You are here:
Wood smoke particle sequesters cell iron to impact a biological effect.
Ghio, Andy, J. Soukup, L. Dailey, H. Tong, M. Kesic, G. Buddinger, AND G. Mutlu. Wood smoke particle sequesters cell iron to impact a biological effect. CHEMICAL RESEARCH IN TOXICOLOGY. American Chemical Society, Washington, DC, 28(11):2104-11, (2015).
Wood fires are a component of both indoor and outdoor air pollution. The particles generated by the burning of wood (WSP) are inhalable and result in biological effects in the human body. This work is designed to look at the components of WSP to determine the effect on human health as it pertains to iron homeostasis.

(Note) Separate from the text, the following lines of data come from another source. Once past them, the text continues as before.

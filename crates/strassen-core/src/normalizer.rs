//! Top-level multiplication for arbitrary compatible shapes.
//!
//! Validates the operands, zero-pads copies of both to a common
//! power-of-two square, runs the recursive engine, and crops the product
//! back to `rows(a) x cols(b)`. Inputs are only ever borrowed.

use std::borrow::Cow;

use tracing::debug;

use crate::constants::MIN_PADDED_SIZE;
use crate::engine::strassen_multiply_parallel;
use crate::error::MatrixError;
use crate::matrix::{Dimensions, Matrix};
use crate::options::Options;
use crate::scalar::Scalar;

/// Multiply `a (m x k)` by `b (k x n)` with Strassen's algorithm.
///
/// Runs single-threaded.
///
/// # Example
/// ```
/// use strassen_core::Matrix;
///
/// let a = Matrix::from_rows(vec![vec![1, 2], vec![3, 4]]).unwrap();
/// let b = Matrix::from_rows(vec![vec![5, 6], vec![7, 8]]).unwrap();
/// let c = strassen_core::multiply(&a, &b).unwrap();
/// assert_eq!(c.to_rows(), vec![vec![19, 22], vec![43, 50]]);
/// ```
pub fn multiply<T: Scalar>(a: &Matrix<T>, b: &Matrix<T>) -> Result<Matrix<T>, MatrixError> {
    multiply_padded(a, b, usize::MAX)
}

/// Multiply with the given options, fanning out large recursion levels.
pub fn multiply_with_options<T: Scalar>(
    a: &Matrix<T>,
    b: &Matrix<T>,
    opts: &Options,
) -> Result<Matrix<T>, MatrixError> {
    multiply_padded(a, b, opts.parallel_threshold)
}

/// Side length of the square both operands are padded to.
///
/// The next power of two at or above every side of both operands, and never
/// below [`MIN_PADDED_SIZE`].
#[must_use]
pub fn padded_size(left: Dimensions, right: Dimensions) -> usize {
    left.max_side()
        .max(right.max_side())
        .next_power_of_two()
        .max(MIN_PADDED_SIZE)
}

fn multiply_padded<T: Scalar>(
    a: &Matrix<T>,
    b: &Matrix<T>,
    parallel_threshold: usize,
) -> Result<Matrix<T>, MatrixError> {
    let left = a.dimensions();
    let right = b.dimensions();
    if left.cols != right.rows {
        return Err(MatrixError::DimensionMismatch { left, right });
    }

    let size = padded_size(left, right);
    debug!(%left, %right, size, "padding operands");

    let padded_a = pad_to_square(a, size)?;
    let padded_b = pad_to_square(b, size)?;
    let product = strassen_multiply_parallel(&padded_a, &padded_b, parallel_threshold)?;

    let target = Dimensions::new(left.rows, right.cols);
    if product.dimensions() == target {
        Ok(product)
    } else {
        product.cropped(target.rows, target.cols)
    }
}

fn pad_to_square<T: Scalar>(m: &Matrix<T>, size: usize) -> Result<Cow<'_, Matrix<T>>, MatrixError> {
    if m.dimensions() == Dimensions::new(size, size) {
        Ok(Cow::Borrowed(m))
    } else {
        m.padded(size, size).map(Cow::Owned)
    }
}

#[cfg(test)]
mod tests {
    use super::*;
    use crate::naive::naive_multiply;

    fn m(rows: Vec<Vec<i64>>) -> Matrix<i64> {
        Matrix::from_rows(rows).unwrap()
    }

    #[test]
    fn padded_size_rules() {
        let d = Dimensions::new;
        assert_eq!(padded_size(d(1, 1), d(1, 1)), 2);
        assert_eq!(padded_size(d(2, 2), d(2, 2)), 2);
        assert_eq!(padded_size(d(3, 3), d(3, 3)), 4);
        assert_eq!(padded_size(d(2, 3), d(3, 2)), 4);
        assert_eq!(padded_size(d(5, 1), d(1, 9)), 16);
        assert_eq!(padded_size(d(8, 8), d(8, 8)), 8);
    }

    #[test]
    fn square_2x2() {
        let c = multiply(&m(vec![vec![1, 2], vec![3, 4]]), &m(vec![vec![5, 6], vec![7, 8]])).unwrap();
        assert_eq!(c.to_rows(), vec![vec![19, 22], vec![43, 50]]);
    }

    #[test]
    fn square_inputs_are_multiplied() {
        let a = m(vec![vec![2, 0], vec![0, 2]]);
        let b = m(vec![vec![1, 1], vec![1, 1]]);
        assert_eq!(multiply(&a, &b).unwrap().to_rows(), vec![vec![2, 2], vec![2, 2]]);
    }

    #[test]
    fn ones_times_identity_3x3() {
        let ones = Matrix::from_fn(3, 3, |_, _| 1i64).unwrap();
        let id = Matrix::identity(3).unwrap();
        assert_eq!(multiply(&ones, &id).unwrap(), ones);
    }

    #[test]
    fn rectangular_2x3_by_3x2() {
        let a = m(vec![vec![1, 2, 3], vec![4, 5, 6]]);
        let b = m(vec![vec![7, 8], vec![9, 10], vec![11, 12]]);
        let c = multiply(&a, &b).unwrap();
        assert_eq!(c.dimensions(), Dimensions::new(2, 2));
        assert_eq!(c, naive_multiply(&a, &b).unwrap());
    }

    #[test]
    fn outer_product_shape() {
        let col = m(vec![vec![1], vec![2], vec![3]]);
        let row = m(vec![vec![4, 5, 6]]);
        let c = multiply(&col, &row).unwrap();
        assert_eq!(c.to_rows(), vec![vec![4, 5, 6], vec![8, 10, 12], vec![12, 15, 18]]);
    }

    #[test]
    fn scalar_1x1() {
        let c = multiply(&m(vec![vec![6]]), &m(vec![vec![7]])).unwrap();
        assert_eq!(c.to_rows(), vec![vec![42]]);
    }

    #[test]
    fn inner_mismatch_fails() {
        let a = Matrix::<i64>::zeros(2, 3).unwrap();
        let b = Matrix::<i64>::zeros(2, 2).unwrap();
        assert_eq!(
            multiply(&a, &b),
            Err(MatrixError::DimensionMismatch {
                left: Dimensions::new(2, 3),
                right: Dimensions::new(2, 2),
            })
        );
    }

    #[test]
    fn inputs_are_not_mutated() {
        let a = m(vec![vec![1, 2, 3], vec![4, 5, 6]]);
        let b = m(vec![vec![1], vec![0], vec![-1]]);
        let (a0, b0) = (a.clone(), b.clone());
        let _ = multiply(&a, &b).unwrap();
        assert_eq!(a, a0);
        assert_eq!(b, b0);
    }

    #[test]
    fn large_magnitude_times_identity() {
        let a = Matrix::from_fn(4, 4, |_, _| 1i32 << 30).unwrap();
        let id = Matrix::identity(4).unwrap();
        assert_eq!(naive_multiply(&a, &id).unwrap(), a);
        assert_eq!(multiply(&a, &id).unwrap(), a);
        assert_eq!(multiply(&id, &a).unwrap(), a);
    }

    #[test]
    fn extreme_cells_with_fitting_product() {
        // Quadrant sums of these cells leave i64, the product does not
        let a = Matrix::from_rows(vec![
            vec![i64::MAX, i64::MIN, 0],
            vec![i64::MIN, i64::MAX, 1],
            vec![1, 0, i64::MAX],
        ])
        .unwrap();
        let b = Matrix::from_rows(vec![vec![1, 0, 0], vec![0, 0, 0], vec![0, 0, 1]]).unwrap();
        assert_eq!(multiply(&a, &b).unwrap(), naive_multiply(&a, &b).unwrap());
        assert_eq!(
            multiply(&a, &b).unwrap().to_rows(),
            vec![vec![i64::MAX, 0, 0], vec![i64::MIN, 0, 1], vec![1, 0, i64::MAX]]
        );
    }

    #[test]
    fn with_options_matches_sequential() {
        let a = Matrix::from_fn(37, 21, |i, j| i64::try_from((i * 5 + j) % 13).unwrap() - 6).unwrap();
        let b = Matrix::from_fn(21, 19, |i, j| i64::try_from((i + 3 * j) % 7).unwrap() - 3).unwrap();
        let opts = Options {
            parallel_threshold: 8,
            ..Options::default()
        };
        let par = multiply_with_options(&a, &b, &opts).unwrap();
        assert_eq!(par, multiply(&a, &b).unwrap());
        assert_eq!(par, naive_multiply(&a, &b).unwrap());
    }
}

The biological effect of an inorganic particle (i.e., silica) can be associated with a disruption in cell iron homeostasis. Organic compounds included in particles originating from combustion processes can also complex sources of host cell iron to disrupt metal homeostasis. We tested the postulate that (1) wood smoke particle (WSP) sequesters host cell iron resulting in a disruption of metal homeostasis, (2) this loss of essential metal results in both an oxidative stress and biological effect in respiratory epithelial cells, and (3) humic-like substances (HULIS), a component of WSP, have a capacity to appropriate cell iron and initiate a biological effect. BEAS- 2B cells exposed to WSP resulted in diminished concentrations of mitochondrial (57)Fe, whereas preincubation with ferric ammonium citrate (FAC) prevented significant mitochondrial iron loss after such exposure.Cellular oxidant generation was increased after WSP exposure, but this signal was diminished by coincubation with FAC. Similarly, exposure of BEAS-2B cells to 100µg/ml WSP activated mitogen-activated protein (MAP) kinases, elevated NF-E2-related factor 2/antioxidant responsive element (Nrf2 ARE) expression, and provoked interleukin (IL)-6 and IL-8 release, but all these changes were diminished by coincubation with FAC. The biological response to WSP was reproduced by exposure to 100 µg/ml humic acid, a polyphenol comparable to HULIS included in the WSP that complexes iron. We conclude that (1) the biological response following exposure to WSP is associated with sequestration of cell iron by the particle, (2) increasing available iron in the cell diminished the biological effects after particle exposure, and (3) HULIS included in WSP can sequester the metal initiating the cell response.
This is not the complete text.